Is the Small Frame AR10 just a condensed version of the full size AR10.  That’s the question I get quite often and then answer is no, and here’s why.  The Small Frame AR10 shares more characteristics with an AR15, and not because it’s identical in size from the magwell back, but more to the fact that it runs and feeds flawlessly across every AR10 caliber.  The traditional AR10 has at times struggled with certain cartridges outside of .308 and bullets with a shorter overall length (OAL).  There are manufacturers that have gotten some of these calibers to reliably run, but I think that has more to do with the skill and competence of that manufacturer, rather than the DPMS Gen 1 pattern design.

So what makes the Small Frame AR10 more reliable in feeding and function across every caliber you throw at it.  Simple; the geometry is improved in subtle but significant ways, particularly the bore axis, which is lower on the Small Frame AR10, and that makes a substantial difference in feeding reliably.  Why is that important?  It has to do with the travel as the bolt returns and strips off a new round.  In layman terms, the cartridge has an easier path into the chamber.  The higher bore axis on the standard AR10 means the round has to travel at a steeper angle before entering the chamber.  The lower bore axis on the Small Frame AR10 lends itself to creating a more linear path for the bullet to travel as it’s stripped off the magazine.  It does not need to travel as high, before it redirects into the chamber.  Furthermore, damage to the projectile tip is less likely because the travel is smoother.  When discussing true precision shooting and getting everything you can out of a rifle and cartridge, minimizing the damage done to the tip of your projectile certainly warrants a discussion.  Hollow point and ballistic/polymer tipped projectiles are very common with high-end quality match grade ammunition.  Unfortunately, these projectiles are susceptible to damage during feeding.  The more linear and streamlined travel of that projectile in the Small Frame AR10, because of the lower bore axis, results in less damage and more uniformity between shots.

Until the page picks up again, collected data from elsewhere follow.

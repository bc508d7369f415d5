//! Packet loss concealment and the recovery glue ramp.
//!
//! Lost frames are extrapolated with the last known LTP filter and lag
//! plus a decaying pseudo-random excitation, shaped through the last known
//! LPC. On the first good frame after a loss the output is energy-matched
//! with a gain ramp so recoveries neither thump nor vanish.

use crate::codecs::silk::math::*;
use crate::codecs::silk::types::*;
use tracing::debug;

/// Attenuation of the random excitation per consecutive lost frame, Q15.
const RAND_ATTENUATION_Q15: i32 = 26_214; // 0.8
/// Attenuation of the LTP-driven part per lost frame, Q15 (voiced).
const LTP_ATTENUATION_Q15: i32 = 31_130; // 0.95
/// Glue ramp slope multiplier; onsets after DTX must not be swallowed.
const GLUE_SLOPE_MULT: i32 = 4;

/// Concealment state attached to the decoder.
#[derive(Debug, Clone)]
pub struct PlcState {
    /// Consecutive lost frames.
    pub loss_cnt: i32,
    /// Gains of the last good frame's final subframes, Q16.
    pub prev_gain_q16: [i32; 2],
    /// Pitch lag of the last good voiced frame, Q8.
    pub pitch_l_q8: i32,
    /// LTP taps of the last good voiced frame, Q14.
    pub ltp_coef_q14: [i16; LTP_ORDER],
    /// LPC of the last good frame, Q12.
    pub prev_lpc_q12: [i16; MAX_LPC_ORDER],
    /// Last good frame's signal type.
    pub prev_signal_type: SignalType,
    /// Scale of the random excitation, Q14; decays per loss.
    pub rand_scale_q14: i16,
    /// Running LCG for the random excitation.
    pub rand_seed: i32,
    /// Energy of the most recent concealed frame, per sample.
    pub conc_energy: i64,
    /// Shift applied to `conc_energy`.
    pub conc_energy_shift: i32,
    /// Set while the last decoded frame was concealed.
    pub last_frame_lost: bool,
}

impl Default for PlcState {
    fn default() -> Self {
        Self::new()
    }
}

impl PlcState {
    /// Fresh concealment state.
    pub fn new() -> Self {
        PlcState {
            loss_cnt: 0,
            prev_gain_q16: [1 << 16; 2],
            pitch_l_q8: 100 << 8,
            ltp_coef_q14: [0; LTP_ORDER],
            prev_lpc_q12: [0; MAX_LPC_ORDER],
            prev_signal_type: SignalType::Inactive,
            rand_scale_q14: 1 << 14,
            rand_seed: 3_176_576,
            conc_energy: 0,
            conc_energy_shift: 0,
            last_frame_lost: false,
        }
    }

    /// Reset to stream start.
    pub fn reset(&mut self) {
        *self = Self::new();
    }

    /// Record the parameters of a good frame for future concealment.
    pub fn update_from_good_frame(
        &mut self,
        signal_type: SignalType,
        gains_q16: &[i32],
        lag: i32,
        ltp_q14: &[i16; LTP_ORDER],
        lpc_q12: &[i16],
    ) {
        let n = gains_q16.len();
        self.prev_gain_q16 = [gains_q16[n.saturating_sub(2).min(n - 1)], gains_q16[n - 1]];
        if signal_type == SignalType::Voiced {
            self.pitch_l_q8 = lag << 8;
            self.ltp_coef_q14 = *ltp_q14;
        }
        self.prev_lpc_q12 = [0; MAX_LPC_ORDER];
        self.prev_lpc_q12[..lpc_q12.len()].copy_from_slice(lpc_q12);
        self.prev_signal_type = signal_type;
        self.loss_cnt = 0;
        self.rand_scale_q14 = if signal_type == SignalType::Voiced {
            1 << 13
        } else {
            1 << 14
        };
        self.last_frame_lost = false;
    }

    /// Synthesize one concealed frame into `out`, updating the excitation
    /// history `exc_hist_q14` and the LPC synthesis state `s_lpc_q14`.
    pub fn conceal_frame(
        &mut self,
        out: &mut [i16],
        exc_hist_q14: &mut [i32; MAX_FRAME_LENGTH],
        s_lpc_q14: &mut [i32; MAX_LPC_ORDER],
        lpc_order: usize,
    ) {
        let frame_length = out.len();
        let lag = (self.pitch_l_q8 >> 8).clamp(16, MAX_FRAME_LENGTH as i32 - 1);
        let voiced = self.prev_signal_type == SignalType::Voiced;
        debug!(
            loss_cnt = self.loss_cnt,
            voiced, lag, "concealing lost frame"
        );

        // Attenuation compounding with each successive loss
        let harm_gain_q15 = {
            let mut g = LTP_ATTENUATION_Q15;
            for _ in 0..self.loss_cnt.min(8) {
                g = smulww(g << 1, LTP_ATTENUATION_Q15 << 1) >> 2;
            }
            if voiced {
                g
            } else {
                g >> 1
            }
        };

        let gain_q16 = self.prev_gain_q16[1];
        let mut energy: i64 = 0;
        for i in 0..frame_length {
            // Random component, decaying per loss
            self.rand_seed = rand_lcg(self.rand_seed);
            let rand_q14 = (self.rand_seed >> 17) as i32; // +-16384
            let mut exc_q14 = smulwb(rand_q14 << 2, self.rand_scale_q14 as i32) << 2;
            // Periodic component from the excitation history one lag back
            if voiced {
                let idx = (MAX_FRAME_LENGTH as i32 + i as i32 - lag).rem_euclid(MAX_FRAME_LENGTH as i32);
                let past = exc_hist_q14[idx as usize];
                exc_q14 = add_sat32(exc_q14, smulww(past << 1, harm_gain_q15));
            }
            // Write back so further losses keep extrapolating
            let hist_idx = i % MAX_FRAME_LENGTH;
            exc_hist_q14[hist_idx] = exc_q14;

            // LPC synthesis over the concealed excitation
            let mut acc_q10 = (lpc_order as i32) >> 1;
            for (k, &a) in self.prev_lpc_q12[..lpc_order].iter().enumerate() {
                acc_q10 = smlawb(acc_q10, s_lpc_q14[lpc_order - 1 - k], a as i32);
            }
            let xq_q14 = add_sat32(exc_q14, acc_q10 << 4);
            for k in 0..lpc_order - 1 {
                s_lpc_q14[k] = s_lpc_q14[k + 1];
            }
            s_lpc_q14[lpc_order - 1] = xq_q14;

            let sample = sat16(rshift_round(smulww(xq_q14, gain_q16 >> 6), 8));
            out[i] = sample;
            energy += sample as i64 * sample as i64;
        }

        // Fade the random component for the next loss
        self.rand_scale_q14 =
            (smulwb((self.rand_scale_q14 as i32) << 2, RAND_ATTENUATION_Q15) >> 1) as i16;
        self.conc_energy = energy / frame_length.max(1) as i64;
        self.conc_energy_shift = 0;
        self.loss_cnt += 1;
        self.last_frame_lost = true;
    }

    /// Glue the first good frame after a loss: when the new frame is hotter
    /// than the concealment, ramp in from the matched energy instead of
    /// jumping.
    pub fn glue_frame(&mut self, out: &mut [i16]) {
        if !self.last_frame_lost {
            return;
        }
        self.last_frame_lost = false;
        let frame_length = out.len();
        let mut new_energy: i64 = 0;
        for &v in out.iter() {
            new_energy += v as i64 * v as i64;
        }
        let new_energy = new_energy / frame_length.max(1) as i64;
        if new_energy <= self.conc_energy || new_energy == 0 {
            // Recovered frame is no louder than the concealment: leave it
            return;
        }
        // Start gain: sqrt(old / new) in Q16
        let ratio_q16 = ((self.conc_energy << 16) / new_energy).clamp(0, 1 << 16);
        let mut gain_q16 = (sqrt_approx(ratio_q16 as i32) << 8).clamp(0, 1 << 16);
        let slope_q16 = (((1 << 16) - gain_q16) / frame_length as i32) * GLUE_SLOPE_MULT;
        debug!(start_gain_q16 = gain_q16, "glue ramp engaged");
        for v in out.iter_mut() {
            *v = sat16(smulww(*v as i32, gain_q16));
            gain_q16 += slope_q16;
            if gain_q16 >= 1 << 16 {
                break;
            }
        }
    }
}
impl SilkEncoder {
    /// Build an encoder; validates the configuration.
    pub fn new(config: SilkConfig) -> Result<Self> {
        config.validate()?;
        let frame_ms_internal = if config.frame_ms >= 20 { 20 } else { 10 };
        let frame_cfg = FrameConfig::new(config.bandwidth, frame_ms_internal);
        let frames_per_packet = (config.frame_ms as usize).div_ceil(20).max(1);
        let n_ch = if config.stereo { 2 } else { 1 };
        let channels = (0..n_ch)
            .map(|_| ChannelEncoder::new(frame_cfg, config.sample_rate_hz))
            .collect::<Result<Vec<_>>>()?;
        Ok(SilkEncoder {
            stereo: config.stereo.then(|| StereoEncState::new(config.complexity_stereo)),
            config,
            frame_cfg,
            frames_per_packet,
            channels,
            frame_counter: 0,
            bit_reservoir: 0,
            lbrr_rate_smoothed_q4: 0,
            inactive_run: 0,
            final_range: 0,
        })
    }

    /// Range register after the last encoded packet; a conforming decoder
    /// ends the same packet with an identical value.
    pub fn final_range(&self) -> u32 {
        self.final_range
    }

    /// Samples per channel expected by [`encode`](Self::encode).
    pub fn frame_size(&self) -> usize {
        self.config.sample_rate_hz as usize * self.config.frame_ms as usize / 1000
    }

    /// Whether LBRR is armed for the current conditions.
    fn lbrr_active(&self) -> bool {
        self.config.lbrr_enabled
            || self.config.packet_loss_perc >= 10
    }

    /// Encode one frame of PCM (interleaved when stereo) into a payload.
    pub fn encode(&mut self, pcm: &[i16]) -> Result<Bytes> {
        let expected = self.frame_size() * self.channels.len();
        if pcm.len() != expected {
            return Err(CodecError::InvalidFrameSize {
                expected,
                actual: pcm.len(),
            });
        }
        let n_ch = self.channels.len();
        let api_per_ch = self.frame_size();

        // Deinterleave and mix to mid/side
        let mut ch_pcm: Vec<Vec<i16>> = vec![vec![0i16; api_per_ch]; n_ch];
        if n_ch == 2 {
            let mut left = vec![0i16; api_per_ch];
            let mut right = vec![0i16; api_per_ch];
            for i in 0..api_per_ch {
                left[i] = pcm[2 * i];
                right[i] = pcm[2 * i + 1];
            }
            let mut mid = vec![0i16; api_per_ch];
            let mut side = vec![0i16; api_per_ch];
            lr_to_ms(&left, &right, &mut mid, &mut side);
            ch_pcm[0] = mid;
            ch_pcm[1] = side;
        } else {
            ch_pcm[0].copy_from_slice(pcm);
        }

        // Resample each channel to the internal rate
        let internal_per_ch = self.frame_cfg.frame_length * self.frames_per_packet;
        let mut internal: Vec<Vec<i16>> = Vec::with_capacity(n_ch);
        for (ch, enc_ch) in self.channels.iter_mut().enumerate() {
            let mut out = vec![0i16; internal_per_ch];
            enc_ch.resampler.process(&ch_pcm[ch], &mut out);
            internal.push(out);
        }

        // Stereo prediction on the internal-rate signals, per packet
        let mut stereo_weights = None;
        let mut mid_only = false;
        if let Some(st) = self.stereo.as_mut() {
            let (mid_sig, side_sig) = {
                let (a, b) = internal.split_at_mut(1);
                (&a[0], &mut b[0])
            };
            let (w, m_only) = stereo_encode_analysis(st, mid_sig, side_sig);
            stereo_weights = Some(w);
            mid_only = m_only;
        }

        // Per-frame VAD over internal frames
        let frame_len = self.frame_cfg.frame_length;
        let mut vad_flags = vec![[false; MAX_FRAMES_PER_PACKET]; n_ch];
        let mut activities = vec![[0i32; MAX_FRAMES_PER_PACKET]; n_ch];
        for ch in 0..n_ch {
            for f in 0..self.frames_per_packet {
                let seg = &internal[ch][f * frame_len..(f + 1) * frame_len];
                let (act, active) = self.channels[ch].vad.process(seg);
                vad_flags[ch][f] = active;
                activities[ch][f] = act;
            }
        }

        // DTX: sustained inactivity produces an empty payload
        let any_active = vad_flags
            .iter()
            .any(|per_ch| per_ch[..self.frames_per_packet].iter().any(|&v| v));
        if self.config.use_dtx {
            if any_active {
                self.inactive_run = 0;
            } else {
                self.inactive_run += 1;
                if self.inactive_run > 2 {
                    self.frame_counter += self.frames_per_packet as u32;
                    debug!("dtx: empty payload");
                    return Ok(Bytes::new());
                }
            }
        }

        let mut enc = RangeEncoder::new();

        // Header: VAD flags then LBRR presence, per channel
        let lbrr_on = self.lbrr_active();
        let mut lbrr_present = vec![false; n_ch];
        for ch in 0..n_ch {
            for f in 0..self.frames_per_packet {
                enc.encode_bit_logp(vad_flags[ch][f], 1);
            }
            let present = lbrr_on
                && self.channels[ch].lbrr_ready[..self.frames_per_packet]
                    .iter()
                    .any(|s| matches!(s, LbrrSlot::Populated { .. }));
            lbrr_present[ch] = present;
            enc.encode_bit_logp(present, 1);
        }

        // LBRR flags and frames
        let lbrr_start_bits = enc.tell();
        for ch in 0..n_ch {
            if !lbrr_present[ch] {
                continue;
            }
            let flags: Vec<bool> = (0..self.frames_per_packet)
                .map(|f| matches!(self.channels[ch].lbrr_ready[f], LbrrSlot::Populated { .. }))
                .collect();
            match self.frames_per_packet {
                1 => {}
                2 => {
                    let sym = (flags[0] as usize) | ((flags[1] as usize) << 1);
                    enc.encode_icdf(sym - 1, LBRR_FLAGS_2_ICDF, 8);
                }
                _ => {
                    let sym = (flags[0] as usize)
                        | ((flags[1] as usize) << 1)
                        | ((flags[2] as usize) << 2);
                    enc.encode_icdf(sym - 1, LBRR_FLAGS_3_ICDF, 8);
                }
            }
            // Emit flagged frames with LBRR-local conditional rules
            self.channels[ch].lbrr_chain = ParamChain::default();
            let mut prev_coded = false;
            for f in 0..self.frames_per_packet {
                let slot = self.channels[ch].lbrr_ready[f].clone();
                if let LbrrSlot::Populated { indices, pulses } = slot {
                    let mode = if prev_coded {
                        CodingMode::Conditional
                    } else {
                        CodingMode::Independent
                    };
                    let mut chain = self.channels[ch].lbrr_chain;
                    encode_indices(&mut enc, &indices, &self.frame_cfg, true, mode, &mut chain);
                    self.channels[ch].lbrr_chain = chain;
                    encode_pulses(
                        &mut enc,
                        indices.signal_type,
                        indices.quant_offset_type,
                        &pulses[..frame_len],
                        frame_len,
                    );
                    prev_coded = true;
                }
            }
        }
        let lbrr_bits = (enc.tell() - lbrr_start_bits) as i32;
        self.lbrr_rate_smoothed_q4 +=
            ((lbrr_bits << 4) - self.lbrr_rate_smoothed_q4) >> LBRR_RATE_SMOOTH_SHIFT;

        // Rate control
        let mut snr_db_q7 = snr_db_q7_from_bitrate(
            self.config.bitrate_bps,
            self.config.bandwidth,
            self.frame_cfg.nb_subfr,
        );
        let target_bits = (self.config.bitrate_bps as i32 * self.config.frame_ms as i32) / 1000;
        if self.config.vbr {
            // A full reservoir buys a higher SNR target
            snr_db_q7 += (self.bit_reservoir / target_bits.max(1)).clamp(-4, 4) * 128;
        }
        let coding_quality_q14 = ((snr_db_q7 - (14 << 7)) * 8).clamp(0, 16_384);

        // Regular frames, channel-interleaved per frame index. The LBRR
        // shadow chain restarts with each packet.
        for ch in self.channels.iter_mut() {
            ch.lbrr_gain_prev_ind = 0;
            ch.lbrr_prev_coded = false;
        }
        for f in 0..self.frames_per_packet {
            if let (Some(w), 2) = (stereo_weights, n_ch) {
                encode_stereo_weights(&mut enc, w, mid_only);
            }
            for ch in 0..n_ch {
                if ch == 1 && mid_only {
                    self.channels[ch].lbrr_next[f] = LbrrSlot::Empty;
                    continue;
                }
                let mode = if f == 0 {
                    CodingMode::Independent
                } else {
                    CodingMode::Conditional
                };
                let seg = internal[ch][f * frame_len..(f + 1) * frame_len].to_vec();
                let seed = (self.frame_counter + f as u32) as i32;
                self.channels[ch].encode_frame(
                    &mut enc,
                    &seg,
                    vad_flags[ch][f],
                    activities[ch][f],
                    mode,
                    snr_db_q7,
                    coding_quality_q14,
                    self.config.complexity,
                    self.config.packet_loss_perc,
                    seed,
                    lbrr_on,
                    f,
                );
            }
        }
        self.frame_counter += self.frames_per_packet as u32;

        // Rotate LBRR shadows towards the next packet
        for ch in self.channels.iter_mut() {
            ch.lbrr_ready = ch.lbrr_next.clone();
            ch.lbrr_next = [LbrrSlot::Empty, LbrrSlot::Empty, LbrrSlot::Empty];
        }

        let actual_bits = enc.tell() as i32;
        self.bit_reservoir = (self.bit_reservoir + target_bits - actual_bits)
            .clamp(-4 * target_bits, 4 * target_bits);
        self.final_range = enc.range();

        let mut payload = enc.finish();
        if !self.config.vbr {
            // CBR: pad to the byte target; the range decoder ignores the tail
            let target_bytes = (target_bits as usize).div_ceil(8);
            while payload.len() < target_bytes {
                payload.push(0);
            }
        }
        debug!(
            bytes = payload.len(),
            bits = actual_bits,
            reservoir = self.bit_reservoir,
            "packet encoded"
        );
        Ok(Bytes::from(payload))
    }

    /// Reset all stream state, keeping the configuration.
    pub fn reset(&mut self) -> Result<()> {
        let cfg = self.frame_cfg;
        for ch in self.channels.iter_mut() {
            *ch = ChannelEncoder::new(cfg, self.config.sample_rate_hz)?;
        }
        if let Some(st) = self.stereo.as_mut() {
            st.reset();
        }
        self.frame_counter = 0;
        self.bit_reservoir = 0;
        self.inactive_run = 0;
        Ok(())
    }
}
//! Pitch lag and contour tables.
//!
//! The absolute lag is split into a 32-symbol high part and a uniform
//! low part whose size depends on the bandwidth (4/6/8 for NB/MB/WB),
//! covering lags from 2 ms to 18 ms. Conditionally coded frames send a
//! delta symbol instead; delta symbol 0 escapes back to absolute coding.

/// High part of the absolute pitch lag index.
pub const PITCH_LAG_HI_ICDF: &[u16] = &[
    256, 253, 249, 245, 240, 234, 227, 219, 210, 199, 187, 173, 158, 143, 128, 113, 98, 84, 72,
    61, 52, 44, 37, 31, 26, 22, 18, 15, 12, 9, 6, 3, 0,
];

/// Low part of the absolute lag, uniform; indexed by bandwidth
/// (NB, MB, WB with 4, 6 and 8 values).
pub const PITCH_LAG_LO_ICDF: [&[u16]; 3] = [
    &[256, 192, 128, 64, 0],
    &[256, 214, 172, 129, 86, 43, 0],
    &[256, 224, 192, 160, 128, 96, 64, 32, 0],
];

/// Lag delta for conditionally coded frames: symbol 0 escapes to
/// absolute coding, symbols 1..=15 map to deltas -7..=7.
pub const PITCH_DELTA_ICDF: &[u16] = &[
    256, 238, 236, 234, 232, 229, 220, 195, 148, 90, 43, 18, 9, 6, 4, 2, 0,
];

/// Per-subframe lag offsets for 10 ms frames (2 subframes).
pub const PITCH_CONTOUR_2SF: [[i8; 2]; 12] = [
    [0, 0],
    [0, 1],
    [1, 0],
    [-1, 0],
    [0, -1],
    [1, 1],
    [-1, -1],
    [-1, 1],
    [1, -1],
    [0, 2],
    [2, 0],
    [-2, 0],
];

/// Contour index for 10 ms frames.
pub const PITCH_CONTOUR_2SF_ICDF: &[u16] = &[
    256, 204, 170, 136, 114, 92, 76, 62, 48, 34, 22, 11, 0,
];

/// Per-subframe lag offsets for 20 ms NB/MB frames.
pub const PITCH_CONTOUR_4SF_NB: [[i8; 4]; 11] = [
    [0, 0, 0, 0],
    [0, 0, 0, 1],
    [1, 0, 0, 0],
    [0, 0, 1, 1],
    [1, 1, 0, 0],
    [-1, 0, 0, 0],
    [0, 0, 0, -1],
    [1, 1, 2, 2],
    [-1, -1, 0, 1],
    [2, 1, 0, -1],
    [-2, -1, 0, 1],
];

/// Contour index for 20 ms NB/MB frames.
pub const PITCH_CONTOUR_4SF_NB_ICDF: &[u16] = &[
    256, 199, 164, 129, 103, 77, 57, 37, 25, 14, 7, 0,
];

/// Per-subframe lag offsets for 20 ms WB frames.
pub const PITCH_CONTOUR_4SF_WB: [[i8; 4]; 34] = [
    [0, 0, 0, 0],
    [1, -1, -1, 1],
    [-1, 1, 1, -1],
    [2, -2, -2, 2],
    [-2, 2, 2, -2],
    [-1, 0, 0, 1],
    [0, -1, 0, 2],
    [-2, 0, 1, 0],
    [1, -2, -1, 3],
    [-3, 1, 2, -1],
    [1, 0, 0, -1],
    [2, 0, -1, 0],
    [0, 1, 0, -2],
    [3, -1, -2, 1],
    [-1, 2, 1, -3],
    [-2, -1, 1, 2],
    [-1, -1, 0, 3],
    [-3, 0, 1, 1],
    [0, -2, -1, 4],
    [-4, 1, 2, 0],
    [2, 1, -1, -2],
    [3, 0, -1, -1],
    [1, 1, 0, -3],
    [4, -1, -2, 0],
    [0, 2, 1, -4],
    [-3, -1, 1, 3],
    [-2, -2, 0, 4],
    [-4, 0, 2, 2],
    [-1, -3, -1, 4],
    [-4, 1, 3, 1],
    [3, 1, -1, -3],
    [4, 0, -2, -2],
    [2, 2, 0, -4],
    [4, -1, -3, -1],
];

/// Contour index for 20 ms WB frames.
pub const PITCH_CONTOUR_4SF_WB_ICDF: &[u16] = &[
    256, 224, 202, 180, 164, 148, 135, 122, 112, 102, 94, 86, 79, 72, 66, 60, 55, 50, 46, 42,
    38, 34, 30, 26, 23, 20, 17, 14, 12, 10, 8, 6, 4, 2, 0,
];

/// Shortest coded lag in milliseconds.
pub const PE_MIN_LAG_MS: usize = 2;
/// Longest coded lag in milliseconds.
pub const PE_MAX_LAG_MS: usize = 18;

/// Size of the uniform low part of the lag index per bandwidth table index
/// (NB/MB share the lag grid scale through their own entries).
pub const PITCH_LAG_LO_SIZE: [usize; 3] = [4, 6, 8];
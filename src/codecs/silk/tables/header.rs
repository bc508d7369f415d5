//! Frame-type, seed and LBRR flag tables.

/// Frame type for frames without voice activity: (inactive, low offset)
/// and (inactive, high offset).
pub const FRAME_TYPE_INACTIVE_ICDF: &[u16] = &[256, 230, 0];

/// Frame type for active frames: (unvoiced, low), (unvoiced, high),
/// (voiced, low), (voiced, high).
pub const FRAME_TYPE_ACTIVE_ICDF: &[u16] = &[256, 232, 158, 10, 0];

/// Two-bit LCG seed, uniform.
pub const LCG_SEED_ICDF: &[u16] = &[256, 192, 128, 64, 0];

/// Per-frame LBRR flag bitmask for 40 ms packets (2 frames, symbols 1..=3).
pub const LBRR_FLAGS_2_ICDF: &[u16] = &[256, 203, 150, 0];

/// Per-frame LBRR flag bitmask for 60 ms packets (3 frames, symbols 1..=7).
pub const LBRR_FLAGS_3_ICDF: &[u16] = &[256, 215, 195, 166, 125, 110, 82, 0];

/// NLSF interpolation factor, Q2 values 0..=4.
pub const NLSF_INTERP_ICDF: &[u16] = &[256, 243, 221, 192, 181, 0];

Another example, is the .22 Creedmoor or similar cartridges that don’t quite reach mag capacity.  We have done a significant amount of testing with the .22 Creedmoor and its shorter OAL of 2.64” (75 grain ELD-M) means more travel from magazine to chamber, versus a .308 Win for example.  To put this in perspective, feeding issues are non-existent in the Small Frame AR10.

Now back to the original question, is the Small Frame AR10 just a condensed version of the full size AR10?  Clearly it is not, but let’s say the only difference is in size.  If that was the case, it still offers significant advantages in size and weight, which do matter quite a bit outside of Bench Rest shooters.  To cite an example; we weighed our SF-10 .308 with a NightForce ATACR 1-8, NF mount, Rugged Suppressor (Micro 30), and ATLAS PSR Bi-Pod.  It came in at a few ounces over 10lbs.  That entire setup, just 10lbs.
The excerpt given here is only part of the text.